- _BRIEF_:
Type out all the records once more, exactly.

- _DATA PROVIDED_:
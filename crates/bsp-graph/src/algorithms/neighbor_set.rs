//! Sorted neighbor sets with an optional dense bitmap
//!
//! Small sets intersect by a merge walk over the sorted ids. A set larger
//! than the configured threshold also carries a presence bitmap over the
//! whole vertex range, and intersections against it probe the other side's
//! ids instead.

/// Default size above which a neighbor set carries a bitmap
pub const DEFAULT_BITMAP_THRESHOLD: usize = 1024;

/// Fixed-size bit vector over `[0, len)`
#[derive(Debug, Clone, PartialEq, Eq)]
pub struct BitVector {
    words: Vec<u64>,
    len: usize,
}

impl BitVector {
    pub fn new(len: usize) -> Self {
        Self {
            words: vec![0; len.div_ceil(64)],
            len,
        }
    }

    #[inline]
    pub fn set(&mut self, bit: u32) {
        let bit = bit as usize;
        debug_assert!(bit < self.len);
        self.words[bit / 64] |= 1u64 << (bit % 64);
    }

    #[inline]
    pub fn get(&self, bit: u32) -> bool {
        let bit = bit as usize;
        bit < self.len && self.words[bit / 64] & (1u64 << (bit % 64)) != 0
    }
}

/// Immutable sorted, duplicate-free vertex id set
#[derive(Debug, Clone, Default, PartialEq, Eq)]
pub struct NeighborSet {
    ids: Vec<u32>,
    bits: Option<BitVector>,
}

impl NeighborSet {
    /// Wrap sorted unique `ids`; builds a bitmap of `universe` bits when
    /// there are more than `bitmap_threshold` of them.
    pub fn new(ids: Vec<u32>, bitmap_threshold: usize, universe: usize) -> Self {
        debug_assert!(ids.windows(2).all(|w| w[0] < w[1]));
        let bits = (ids.len() > bitmap_threshold).then(|| {
            let mut bits = BitVector::new(universe);
            for &id in &ids {
                bits.set(id);
            }
            bits
        });
        Self { ids, bits }
    }

    pub fn ids(&self) -> &[u32] {
        &self.ids
    }

    pub fn len(&self) -> usize {
        self.ids.len()
    }

    pub fn is_empty(&self) -> bool {
        self.ids.is_empty()
    }

    pub fn has_bitmap(&self) -> bool {
        self.bits.is_some()
    }

    pub fn contains(&self, id: u32) -> bool {
        match &self.bits {
            Some(bits) => bits.get(id),
            None => self.ids.binary_search(&id).is_ok(),
        }
    }

    /// Position of `id` in [`ids`](Self::ids)
    pub fn position(&self, id: u32) -> Option<usize> {
        self.ids.binary_search(&id).ok()
    }

    /// `|self ∩ other|`
    pub fn intersection_len(&self, other: &NeighborSet) -> usize {
        match (&self.bits, &other.bits) {
            (Some(_), Some(_)) => {
                let (small, large) = if self.len() <= other.len() {
                    (self, other)
                } else {
                    (other, self)
                };
                probe_len(&small.ids, large)
            }
            (Some(_), None) => probe_len(&other.ids, self),
            (None, Some(_)) => probe_len(&self.ids, other),
            (None, None) => merge_intersection_len(&self.ids, &other.ids),
        }
    }
}

fn probe_len(ids: &[u32], dense: &NeighborSet) -> usize {
    ids.iter().filter(|&&id| dense.contains(id)).count()
}

/// Size of the intersection of two sorted unique slices
pub fn merge_intersection_len(a: &[u32], b: &[u32]) -> usize {
    let mut i = 0;
    let mut j = 0;
    let mut count = 0;

    // Branchless step: advance whichever side is behind, both on a match
    while i < a.len() && j < b.len() {
        let va = a[i];
        let vb = b[j];

        let le = va <= vb;
        let ge = va >= vb;

        count += (le && ge) as usize;
        i += le as usize;
        j += ge as usize;
    }
    count
}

- _SOLUTION TO THIS PROBLEM_:
filename crates/bsp-graph/src/algorithms/neighbor_set.rs
//! Sorted neighbor sets with an optional dense bitmap
//!
//! Small sets intersect by a merge walk over the sorted ids. A set larger
//! than the configured threshold also carries a presence bitmap over the
//! whole vertex range, and intersections against it probe the other side's
//! ids instead.

/// Default size above which a neighbor set carries a bitmap
pub const DEFAULT_BITMAP_THRESHOLD: usize = 1024;

/// Fixed-size bit vector over `[0, len)`
#[derive(Debug, Clone, PartialEq, Eq)]
pub struct BitVector {
    words: Vec<u64>,
    len: usize,
}

impl BitVector {
    pub fn new(len: usize) -> Self {
        Self {
            words: vec![0; len.div_ceil(64)],
            len,
        }
    }

    #[inline]
    pub fn set(&mut self, bit: u32) {
        let bit = bit as usize;
        debug_assert!(bit < self.len);
        self.words[bit / 64] |= 1u64 << (bit % 64);
    }

    #[inline]
    pub fn get(&self, bit: u32) -> bool {
        let bit = bit as usize;
        bit < self.len && self.words[bit / 64] & (1u64 << (bit % 64)) != 0
    }
}

/// Immutable sorted, duplicate-free vertex id set
#[derive(Debug, Clone, Default, PartialEq, Eq)]
pub struct NeighborSet {
    ids: Vec<u32>,
    bits: Option<BitVector>,
}

impl NeighborSet {
    /// Wrap sorted unique `ids`; builds a bitmap of `universe` bits when
    /// there are more than `bitmap_threshold` of them.
    pub fn new(ids: Vec<u32>, bitmap_threshold: usize, universe: usize) -> Self {
        debug_assert!(ids.windows(2).all(|w| w[0] < w[1]));
        let bits = (ids.len() > bitmap_threshold).then(|| {
            let mut bits = BitVector::new(universe);
            for &id in &ids {
                bits.set(id);
            }
            bits
        });
        Self { ids, bits }
    }

    pub fn ids(&self) -> &[u32] {
        &self.ids
    }

    pub fn len(&self) -> usize {
        self.ids.len()
    }

    pub fn is_empty(&self) -> bool {
        self.ids.is_empty()
    }

    pub fn has_bitmap(&self) -> bool {
        self.bits.is_some()
    }

    pub fn contains(&self, id: u32) -> bool {
        match &self.bits {
            Some(bits) => bits.get(id),
            None => self.ids.binary_search(&id).is_ok(),
        }
    }

    /// Position of `id` in [`ids`](Self::ids)
    pub fn position(&self, id: u32) -> Option<usize> {
        self.ids.binary_search(&id).ok()
    }

    /// `|self ∩ other|`
    pub fn intersection_len(&self, other: &NeighborSet) -> usize {
        match (&self.bits, &other.bits) {
            (Some(_), Some(_)) => {
                let (small, large) = if self.len() <= other.len() {
                    (self, other)
                } else {
                    (other, self)
                };
                probe_len(&small.ids, large)
            }
            (Some(_), None) => probe_len(&other.ids, self),
            (None, Some(_)) => probe_len(&self.ids, other),
            (None, None) => merge_intersection_len(&self.ids, &other.ids),
        }
    }
}

fn probe_len(ids: &[u32], dense: &NeighborSet) -> usize {
    ids.iter().filter(|&&id| dense.contains(id)).count()
}

/// Size of the intersection of two sorted unique slices
pub fn merge_intersection_len(a: &[u32], b: &[u32]) -> usize {
    let mut i = 0;
    let mut j = 0;
    let mut count = 0;

    // Branchless step: advance whichever side is behind, both on a match
    while i < a.len() && j < b.len() {
        let va = a[i];
        let vb = b[j];

        let le = va <= vb;
        let ge = va >= vb;

        count += (le && ge) as usize;
        i += le as usize;
        j += ge as usize;
    }
    count
}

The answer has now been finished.